::: Entries shown :::
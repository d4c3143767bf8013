//! # Parley Runtime
//!
//! Everything around the dispatcher that a running bot needs:
//!
//! - The [`UpdateSource`] seam and the long-poll [`Runtime`] loop that owns
//!   the update cursor
//! - Layered configuration ([`ParleyConfig`], [`ConfigLoader`])
//! - Logging setup ([`LoggingBuilder`])
//!
//! ```rust,ignore
//! use parley_runtime::{Runtime, config::load_config};
//!
//! #[tokio::main]
//! async fn main() -> anyhow::Result<()> {
//!     let config = load_config()?;
//!     let mut runtime = Runtime::from_config(&config, MyApiClient::new())?;
//!     runtime.dispatcher().add_handler(my_handler)?;
//!     runtime.run().await?;
//!     Ok(())
//! }
//! ```

pub mod config;
pub mod error;
pub mod logging;
pub mod runtime;
pub mod source;

pub use config::{ConfigError, ConfigLoader, ConfigResult, ParleyConfig};
pub use error::{RuntimeError, RuntimeResult};
pub use logging::{LoggingBuilder, SpanEvents};
pub use runtime::Runtime;
pub use source::{ChannelSource, SourceError, UpdateSource};

// Re-export tracing for use by bot crates
pub use tracing;
pub use tracing_subscriber;

/// Logging macros for bot code.
pub mod prelude {
    pub use tracing::{Level, debug, error, info, instrument, span, trace, warn};
}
:::
▸ **Instructions to follow**: What is needed is a word-for-word copy of the material above.

▸ **Result of the task**:
repository d4c3143767bf8013
//! # Parley Runtime
//!
//! Everything around the dispatcher that a running bot needs:
//!
//! - The [`UpdateSource`] seam and the long-poll [`Runtime`] loop that owns
//!   the update cursor
//! - Layered configuration ([`ParleyConfig`], [`ConfigLoader`])
//! - Logging setup ([`LoggingBuilder`])
//!
//! ```rust,ignore
//! use parley_runtime::{Runtime, config::load_config};
//!
//! #[tokio::main]
//! async fn main() -> anyhow::Result<()> {
//!     let config = load_config()?;
//!     let mut runtime = Runtime::from_config(&config, MyApiClient::new())?;
//!     runtime.dispatcher().add_handler(my_handler)?;
//!     runtime.run().await?;
//!     Ok(())
//! }
//! ```

pub mod config;
pub mod error;
pub mod logging;
pub mod runtime;
pub mod source;

pub use config::{ConfigError, ConfigLoader, ConfigResult, ParleyConfig};
pub use error::{RuntimeError, RuntimeResult};
pub use logging::{LoggingBuilder, SpanEvents};
pub use runtime::Runtime;
pub use source::{ChannelSource, SourceError, UpdateSource};

// Re-export tracing for use by bot crates
pub use tracing;
pub use tracing_subscriber;

/// Logging macros for bot code.
pub mod prelude {
    pub use tracing::{Level, debug, error, info, instrument, span, trace, warn};
}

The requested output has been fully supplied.